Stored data
○ ○ ○

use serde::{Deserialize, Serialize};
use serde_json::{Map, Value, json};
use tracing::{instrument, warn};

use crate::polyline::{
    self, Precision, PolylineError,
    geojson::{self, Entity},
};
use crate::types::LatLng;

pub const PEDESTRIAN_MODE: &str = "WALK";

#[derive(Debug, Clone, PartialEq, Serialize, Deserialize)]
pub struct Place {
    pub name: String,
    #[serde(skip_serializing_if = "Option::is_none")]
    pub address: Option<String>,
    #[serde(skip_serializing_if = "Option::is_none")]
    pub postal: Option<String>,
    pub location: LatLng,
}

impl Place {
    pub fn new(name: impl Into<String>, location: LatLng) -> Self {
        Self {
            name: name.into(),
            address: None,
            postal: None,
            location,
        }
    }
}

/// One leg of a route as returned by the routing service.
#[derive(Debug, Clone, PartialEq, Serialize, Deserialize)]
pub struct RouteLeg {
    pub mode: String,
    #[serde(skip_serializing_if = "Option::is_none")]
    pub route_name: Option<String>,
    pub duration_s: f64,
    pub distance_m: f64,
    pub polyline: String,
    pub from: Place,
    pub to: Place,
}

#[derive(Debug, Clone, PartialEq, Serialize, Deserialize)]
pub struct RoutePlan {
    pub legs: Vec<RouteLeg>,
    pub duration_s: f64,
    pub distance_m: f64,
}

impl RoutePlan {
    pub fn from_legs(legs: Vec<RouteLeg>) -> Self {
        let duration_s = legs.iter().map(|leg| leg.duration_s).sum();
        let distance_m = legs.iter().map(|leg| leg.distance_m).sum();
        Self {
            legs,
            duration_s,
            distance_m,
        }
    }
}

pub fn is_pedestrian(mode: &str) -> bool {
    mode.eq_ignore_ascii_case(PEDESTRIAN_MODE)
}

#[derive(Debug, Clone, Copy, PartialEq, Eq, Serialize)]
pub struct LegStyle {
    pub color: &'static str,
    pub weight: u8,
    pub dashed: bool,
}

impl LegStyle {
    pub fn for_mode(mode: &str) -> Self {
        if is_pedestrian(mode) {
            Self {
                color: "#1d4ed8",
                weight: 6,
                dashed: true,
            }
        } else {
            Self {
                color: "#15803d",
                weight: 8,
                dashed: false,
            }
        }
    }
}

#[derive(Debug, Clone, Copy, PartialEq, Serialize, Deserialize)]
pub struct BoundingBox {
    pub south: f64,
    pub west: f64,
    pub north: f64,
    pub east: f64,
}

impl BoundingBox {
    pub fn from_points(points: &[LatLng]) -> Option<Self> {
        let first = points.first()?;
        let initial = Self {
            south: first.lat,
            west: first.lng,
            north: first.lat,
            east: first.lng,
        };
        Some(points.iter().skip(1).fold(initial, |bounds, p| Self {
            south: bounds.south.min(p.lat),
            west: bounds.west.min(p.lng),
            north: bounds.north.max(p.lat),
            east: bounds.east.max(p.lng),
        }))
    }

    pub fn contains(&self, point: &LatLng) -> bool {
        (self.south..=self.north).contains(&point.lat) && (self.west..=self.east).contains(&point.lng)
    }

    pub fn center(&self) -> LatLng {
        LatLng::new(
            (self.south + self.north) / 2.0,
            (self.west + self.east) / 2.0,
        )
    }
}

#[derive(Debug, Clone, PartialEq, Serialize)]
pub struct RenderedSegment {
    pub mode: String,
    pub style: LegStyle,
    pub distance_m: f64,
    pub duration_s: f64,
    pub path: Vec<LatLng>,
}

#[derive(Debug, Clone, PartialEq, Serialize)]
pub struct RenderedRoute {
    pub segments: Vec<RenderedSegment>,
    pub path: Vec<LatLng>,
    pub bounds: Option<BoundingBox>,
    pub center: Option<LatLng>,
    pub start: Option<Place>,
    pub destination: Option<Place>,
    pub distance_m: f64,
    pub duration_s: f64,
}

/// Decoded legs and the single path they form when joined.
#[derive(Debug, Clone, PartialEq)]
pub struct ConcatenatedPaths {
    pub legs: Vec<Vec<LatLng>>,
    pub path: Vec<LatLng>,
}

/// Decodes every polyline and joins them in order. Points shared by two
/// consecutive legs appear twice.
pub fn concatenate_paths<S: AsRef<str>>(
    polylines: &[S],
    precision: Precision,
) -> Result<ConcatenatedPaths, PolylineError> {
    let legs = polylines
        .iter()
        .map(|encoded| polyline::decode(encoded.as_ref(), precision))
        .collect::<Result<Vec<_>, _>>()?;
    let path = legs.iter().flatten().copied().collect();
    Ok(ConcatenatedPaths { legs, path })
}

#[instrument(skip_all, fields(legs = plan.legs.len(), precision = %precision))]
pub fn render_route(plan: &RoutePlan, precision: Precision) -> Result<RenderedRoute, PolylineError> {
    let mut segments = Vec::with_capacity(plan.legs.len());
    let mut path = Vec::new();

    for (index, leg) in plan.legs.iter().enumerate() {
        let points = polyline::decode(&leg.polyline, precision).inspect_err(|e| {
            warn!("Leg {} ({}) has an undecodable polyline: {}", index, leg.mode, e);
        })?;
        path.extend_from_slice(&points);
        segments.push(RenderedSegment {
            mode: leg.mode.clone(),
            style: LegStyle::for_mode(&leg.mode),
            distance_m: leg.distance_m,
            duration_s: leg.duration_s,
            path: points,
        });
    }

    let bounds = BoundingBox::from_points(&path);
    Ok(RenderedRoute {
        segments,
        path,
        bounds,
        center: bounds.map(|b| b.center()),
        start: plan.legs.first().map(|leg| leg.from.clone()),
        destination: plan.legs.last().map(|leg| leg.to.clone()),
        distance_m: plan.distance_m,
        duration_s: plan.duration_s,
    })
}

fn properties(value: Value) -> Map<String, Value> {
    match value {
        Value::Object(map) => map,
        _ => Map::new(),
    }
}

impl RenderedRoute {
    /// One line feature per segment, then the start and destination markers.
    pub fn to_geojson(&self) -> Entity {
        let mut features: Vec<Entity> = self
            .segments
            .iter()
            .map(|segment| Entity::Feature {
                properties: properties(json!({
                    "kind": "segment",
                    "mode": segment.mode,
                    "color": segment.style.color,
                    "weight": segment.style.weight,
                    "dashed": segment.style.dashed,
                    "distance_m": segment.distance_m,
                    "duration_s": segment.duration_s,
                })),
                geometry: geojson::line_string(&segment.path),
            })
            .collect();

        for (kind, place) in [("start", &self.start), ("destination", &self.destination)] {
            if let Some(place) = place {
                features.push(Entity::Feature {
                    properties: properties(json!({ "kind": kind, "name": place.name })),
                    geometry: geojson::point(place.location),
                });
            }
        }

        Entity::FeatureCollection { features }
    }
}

○ ○ ○

*What the task asks*
Reproduce all of the data above, exactly and without omission.

*Output for this exercise*
use serde::{Deserialize, Serialize};
use serde_json::{Map, Value, json};
use tracing::{instrument, warn};

use crate::polyline::{
    self, Precision, PolylineError,
    geojson::{self, Entity},
};
use crate::types::LatLng;

pub const PEDESTRIAN_MODE: &str = "WALK";

#[derive(Debug, Clone, PartialEq, Serialize, Deserialize)]
pub struct Place {
    pub name: String,
    #[serde(skip_serializing_if = "Option::is_none")]
    pub address: Option<String>,
    #[serde(skip_serializing_if = "Option::is_none")]
    pub postal: Option<String>,
    pub location: LatLng,
}

impl Place {
    pub fn new(name: impl Into<String>, location: LatLng) -> Self {
        Self {
            name: name.into(),
            address: None,
            postal: None,
            location,
        }
    }
}

/// One leg of a route as returned by the routing service.
#[derive(Debug, Clone, PartialEq, Serialize, Deserialize)]
pub struct RouteLeg {
    pub mode: String,
    #[serde(skip_serializing_if = "Option::is_none")]
    pub route_name: Option<String>,
    pub duration_s: f64,
    pub distance_m: f64,
    pub polyline: String,
    pub from: Place,
    pub to: Place,
}

#[derive(Debug, Clone, PartialEq, Serialize, Deserialize)]
pub struct RoutePlan {
    pub legs: Vec<RouteLeg>,
    pub duration_s: f64,
    pub distance_m: f64,
}

impl RoutePlan {
    pub fn from_legs(legs: Vec<RouteLeg>) -> Self {
        let duration_s = legs.iter().map(|leg| leg.duration_s).sum();
        let distance_m = legs.iter().map(|leg| leg.distance_m).sum();
        Self {
            legs,
            duration_s,
            distance_m,
        }
    }
}

pub fn is_pedestrian(mode: &str) -> bool {
    mode.eq_ignore_ascii_case(PEDESTRIAN_MODE)
}

#[derive(Debug, Clone, Copy, PartialEq, Eq, Serialize)]
pub struct LegStyle {
    pub color: &'static str,
    pub weight: u8,
    pub dashed: bool,
}

impl LegStyle {
    pub fn for_mode(mode: &str) -> Self {
        if is_pedestrian(mode) {
            Self {
                color: "#1d4ed8",
                weight: 6,
                dashed: true,
            }
        } else {
            Self {
                color: "#15803d",
                weight: 8,
                dashed: false,
            }
        }
    }
}

#[derive(Debug, Clone, Copy, PartialEq, Serialize, Deserialize)]
pub struct BoundingBox {
    pub south: f64,
    pub west: f64,
    pub north: f64,
    pub east: f64,
}

impl BoundingBox {
    pub fn from_points(points: &[LatLng]) -> Option<Self> {
        let first = points.first()?;
        let initial = Self {
            south: first.lat,
            west: first.lng,
            north: first.lat,
            east: first.lng,
        };
        Some(points.iter().skip(1).fold(initial, |bounds, p| Self {
            south: bounds.south.min(p.lat),
            west: bounds.west.min(p.lng),
            north: bounds.north.max(p.lat),
            east: bounds.east.max(p.lng),
        }))
    }

    pub fn contains(&self, point: &LatLng) -> bool {
        (self.south..=self.north).contains(&point.lat) && (self.west..=self.east).contains(&point.lng)
    }

    pub fn center(&self) -> LatLng {
        LatLng::new(
            (self.south + self.north) / 2.0,
            (self.west + self.east) / 2.0,
        )
    }
}

#[derive(Debug, Clone, PartialEq, Serialize)]
pub struct RenderedSegment {
    pub mode: String,
    pub style: LegStyle,
    pub distance_m: f64,
    pub duration_s: f64,
    pub path: Vec<LatLng>,
}

#[derive(Debug, Clone, PartialEq, Serialize)]
pub struct RenderedRoute {
    pub segments: Vec<RenderedSegment>,
    pub path: Vec<LatLng>,
    pub bounds: Option<BoundingBox>,
    pub center: Option<LatLng>,
    pub start: Option<Place>,
    pub destination: Option<Place>,
    pub distance_m: f64,
    pub duration_s: f64,
}

/// Decoded legs and the single path they form when joined.
#[derive(Debug, Clone, PartialEq)]
pub struct ConcatenatedPaths {
    pub legs: Vec<Vec<LatLng>>,
    pub path: Vec<LatLng>,
}

/// Decodes every polyline and joins them in order. Points shared by two
/// consecutive legs appear twice.
pub fn concatenate_paths<S: AsRef<str>>(
    polylines: &[S],
    precision: Precision,
) -> Result<ConcatenatedPaths, PolylineError> {
    let legs = polylines
        .iter()
        .map(|encoded| polyline::decode(encoded.as_ref(), precision))
        .collect::<Result<Vec<_>, _>>()?;
    let path = legs.iter().flatten().copied().collect();
    Ok(ConcatenatedPaths { legs, path })
}

#[instrument(skip_all, fields(legs = plan.legs.len(), precision = %precision))]
pub fn render_route(plan: &RoutePlan, precision: Precision) -> Result<RenderedRoute, PolylineError> {
    let mut segments = Vec::with_capacity(plan.legs.len());
    let mut path = Vec::new();

    for (index, leg) in plan.legs.iter().enumerate() {
        let points = polyline::decode(&leg.polyline, precision).inspect_err(|e| {
            warn!("Leg {} ({}) has an undecodable polyline: {}", index, leg.mode, e);
        })?;
        path.extend_from_slice(&points);
        segments.push(RenderedSegment {
            mode: leg.mode.clone(),
            style: LegStyle::for_mode(&leg.mode),
            distance_m: leg.distance_m,
            duration_s: leg.duration_s,
            path: points,
        });
    }

    let bounds = BoundingBox::from_points(&path);
    Ok(RenderedRoute {
        segments,
        path,
        bounds,
        center: bounds.map(|b| b.center()),
        start: plan.legs.first().map(|leg| leg.from.clone()),
        destination: plan.legs.last().map(|leg| leg.to.clone()),
        distance_m: plan.distance_m,
        duration_s: plan.duration_s,
    })
}

fn properties(value: Value) -> Map<String, Value> {
    match value {
        Value::Object(map) => map,
        _ => Map::new(),
    }
}

impl RenderedRoute {
    /// One line feature per segment, then the start and destination markers.
    pub fn to_geojson(&self) -> Entity {
        let mut features: Vec<Entity> = self
            .segments
            .iter()
            .map(|segment| Entity::Feature {
                properties: properties(json!({
                    "kind": "segment",
                    "mode": segment.mode,
                    "color": segment.style.color,
                    "weight": segment.style.weight,
                    "dashed": segment.style.dashed,
                    "distance_m": segment.distance_m,
                    "duration_s": segment.duration_s,
                })),
                geometry: geojson::line_string(&segment.path),
            })
            .collect();

        for (kind, place) in [("start", &self.start), ("destination", &self.destination)] {
            if let Some(place) = place {
                features.push(Entity::Feature {
                    properties: properties(json!({ "kind": kind, "name": place.name })),
                    geometry: geojson::point(place.location),
                });
            }
        }

        Entity::FeatureCollection { features }
    }
}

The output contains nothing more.